- Script type: Alphabet
- Print basis: Russian
- Languages: Russian

Related scripts
- Parent systems: BrailleRussian Braille;

= Russian Braille =

Braille equivalent of the Cyrillic script

Russian Braille is the braille alphabet of the Russian language. With suitable extensions, it is used for languages of neighboring countries that are written in Cyrillic in print, such as Ukrainian and Mongolian. It is based on the Latin transliteration of Cyrillic, with additional letters assigned idiosyncratically.

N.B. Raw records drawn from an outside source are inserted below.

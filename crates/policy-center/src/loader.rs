use std::env;
use std::fs;
use std::path::{Path, PathBuf};

use serde_json::Value;

use crate::api::apply_override_to_snapshot;
use crate::defaults::default_snapshot;
use crate::errors::PolicyError;
use crate::model::{PolicySnapshot, PolicySource};

pub const ENV_PREFIX: &str = "LOCUS_POLICY__";
pub const ENV_JSON: &str = "LOCUS_POLICY_OVERRIDE_JSON";
pub const ENV_CLI_OVERRIDES: &str = "LOCUS_POLICY_CLI_OVERRIDES";

#[derive(Clone, Debug, Default)]
pub struct LoadOptions {
    pub paths: Vec<PathBuf>,
    pub include_env: bool,
    pub include_cli_env: bool,
}

impl LoadOptions {
    pub fn with_path(path: impl Into<PathBuf>) -> Self {
        Self {
            paths: vec![path.into()],
            include_env: true,
            include_cli_env: true,
        }
    }

    /// Builtin defaults only; ignores files and the environment.
    pub fn builtin() -> Self {
        Self::default()
    }
}

pub fn load_snapshot(path: Option<&Path>) -> Result<PolicySnapshot, PolicyError> {
    let mut options = LoadOptions {
        include_env: true,
        include_cli_env: true,
        ..LoadOptions::default()
    };
    if let Some(p) = path {
        options.paths.push(p.to_path_buf());
    }
    load_snapshot_with_options(&options)
}

/// Layers builtin defaults, YAML files, `LOCUS_POLICY__*` variables, the JSON
/// override variable and CLI-style overrides, in that order.
pub fn load_snapshot_with_options(options: &LoadOptions) -> Result<PolicySnapshot, PolicyError> {
    let mut snapshot = default_snapshot();
    bootstrap_builtin_provenance(&mut snapshot)?;

    for path in &options.paths {
        if path.exists() {
            let overlay = overlays_from_file(path)?;
            apply_overlays(&mut snapshot, overlay)?;
        }
    }

    if options.include_env {
        let env_overlays = overlays_from_env()?;
        apply_overlays(&mut snapshot, env_overlays)?;
    }

    if options.include_cli_env {
        let cli_overlays = overlays_from_cli_env();
        apply_overlays(&mut snapshot, cli_overlays)?;
    }

    Ok(snapshot)
}

struct PolicyOverlay {
    path: String,
    value: Value,
    source: PolicySource,
}

fn apply_overlays(
    snapshot: &mut PolicySnapshot,
    overlays: Vec<PolicyOverlay>,
) -> Result<(), PolicyError> {
    for overlay in overlays {
        apply_override_to_snapshot(snapshot, &overlay.path, &overlay.value, overlay.source)?;
    }
    Ok(())
}

fn overlays_from_file(path: &Path) -> Result<Vec<PolicyOverlay>, PolicyError> {
    let content = fs::read_to_string(path).map_err(|err| PolicyError::Io(err.to_string()))?;
    let yaml_value: serde_yaml::Value =
        serde_yaml::from_str(&content).map_err(|err| PolicyError::Invalid(err.to_string()))?;
    let json_value =
        serde_json::to_value(yaml_value).map_err(|err| PolicyError::Invalid(err.to_string()))?;
    Ok(flatten_value(json_value, None, PolicySource::File))
}

fn overlays_from_env() -> Result<Vec<PolicyOverlay>, PolicyError> {
    let mut overlays = Vec::new();
    for (key, raw) in env::vars() {
        let Some(stripped) = key.strip_prefix(ENV_PREFIX) else {
            continue;
        };
        let path = stripped
            .split("__")
            .filter(|segment| !segment.is_empty())
            .map(|segment| segment.to_ascii_lowercase())
            .collect::<Vec<_>>()
            .join(".");
        if path.is_empty() {
            continue;
        }
        overlays.push(PolicyOverlay {
            path,
            value: parse_env_value(&raw),
            source: PolicySource::Env,
        });
    }

    if let Ok(raw_json) = env::var(ENV_JSON) {
        if !raw_json.trim().is_empty() {
            let json_value: Value = serde_json::from_str(&raw_json)
                .map_err(|err| PolicyError::Invalid(err.to_string()))?;
            overlays.extend(flatten_value(json_value, None, PolicySource::Env));
        }
    }

    Ok(overlays)
}

fn overlays_from_cli_env() -> Vec<PolicyOverlay> {
    let Ok(raw) = env::var(ENV_CLI_OVERRIDES) else {
        return Vec::new();
    };
    raw.split(',')
        .filter_map(|token| {
            let (path, value_raw) = token.trim().split_once('=').unwrap_or((token.trim(), ""));
            let path = path.trim();
            if path.is_empty() {
                return None;
            }
            Some(PolicyOverlay {
                path: path.to_string(),
                value: parse_env_value(value_raw.trim()),
                source: PolicySource::Cli,
            })
        })
        .collect()
}

fn parse_env_value(raw: &str) -> Value {
    if raw.is_empty() {
        return Value::Null;
    }
    if let Ok(parsed) = serde_json::from_str::<Value>(raw) {
        return parsed;
    }
    Value::String(raw.to_string())
}

fn flatten_value(value: Value, prefix: Option<String>, source: PolicySource) -> Vec<PolicyOverlay> {
    match value {
        Value::Object(map) => {
            let mut result = Vec::new();
            for (key, value) in map {
                let key_segment = key.trim().to_ascii_lowercase();
                let next_prefix = match &prefix {
                    Some(prefix) if !prefix.is_empty() => format!("{prefix}.{key_segment}"),
                    _ => key_segment,
                };
                result.extend(flatten_value(value, Some(next_prefix), source));
            }
            result
        }
        other => match prefix {
            Some(path) => vec![PolicyOverlay {
                path,
                value: other,
                source,
            }],
            None => Vec::new(),
        },
    }
}

fn bootstrap_builtin_provenance(snapshot: &mut PolicySnapshot) -> Result<(), PolicyError> {
    let sections = [
        ("timeouts", serde_json::to_value(&snapshot.timeouts)),
        ("polling", serde_json::to_value(&snapshot.polling)),
        ("criteria", serde_json::to_value(&snapshot.criteria)),
        ("logging", serde_json::to_value(&snapshot.logging)),
    ];

    let mut overlays = Vec::new();
    for (name, value) in sections {
        let value = value.map_err(|err| PolicyError::Invalid(err.to_string()))?;
        overlays.extend(flatten_value(
            value,
            Some(name.to_string()),
            PolicySource::Builtin,
        ));
    }

    for overlay in overlays {
        snapshot.set_provenance(&overlay.path, overlay.source);
    }
    Ok(())
}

In Russian, it is known as the Braille Script. (Note: Шрифт Брайля, Shrift Braylya)

==Alphabet==
The Russian Braille alphabet is as follows:

| ⠁ (braille pattern dots-1) | ⠃ (braille pattern dots-12) | ⠺ (braille pattern dots-2456) | ⠛ (braille pattern dots-1245) | ⠙ (braille pattern dots-145) | ⠑ (braille pattern dots-15) | ⠡ (braille pattern dots-16) | ⠚ (braille pattern dots-245) | ⠵ (braille pattern dots-1356) | ⠊ (braille pattern dots-24) | ⠯ (braille pattern dots-12346) |
| а a | б b | в v | г g | д d | е e, ye | ё yo | ж zh | з z | и i | й y |
| ⠅ (braille pattern dots-13) | ⠇ (braille pattern dots-123) | ⠍ (braille pattern dots-134) | ⠝ (braille pattern dots-1345) | ⠕ (braille pattern dots-135) | ⠏ (braille pattern dots-1234) | ⠗ (braille pattern dots-1235) | ⠎ (braille pattern dots-234) | ⠞ (braille pattern dots-2345) | ⠥ (braille pattern dots-136) | ⠋ (braille pattern dots-124) |
| к k | л l | м m | н n | о o | п p | р r | с s | т t | у u | ф f |
| ⠓ (braille pattern dots-125) | ⠉ (braille pattern dots-14) | ⠟ (braille pattern dots-12345) | ⠱ (braille pattern dots-156) | ⠭ (braille pattern dots-1346) | ⠷ (braille pattern dots-12356) | ⠮ (braille pattern dots-2346) | ⠾ (braille pattern dots-23456) | ⠪ (braille pattern dots-246) | ⠳ (braille pattern dots-1256) | ⠫ (braille pattern dots-1246) |
| х kh | ц ts | ч ch | ш sh | щ shch | ъ ” | ы y | ь ’ | э e | ю yu | я ya |

The adaptation of q to ч /[tɕ]/ and x to щ /[ɕː]/ is reminiscent of the adaptation in Chinese pinyin of q to /[tɕ]/ and x to /[ɕ]/.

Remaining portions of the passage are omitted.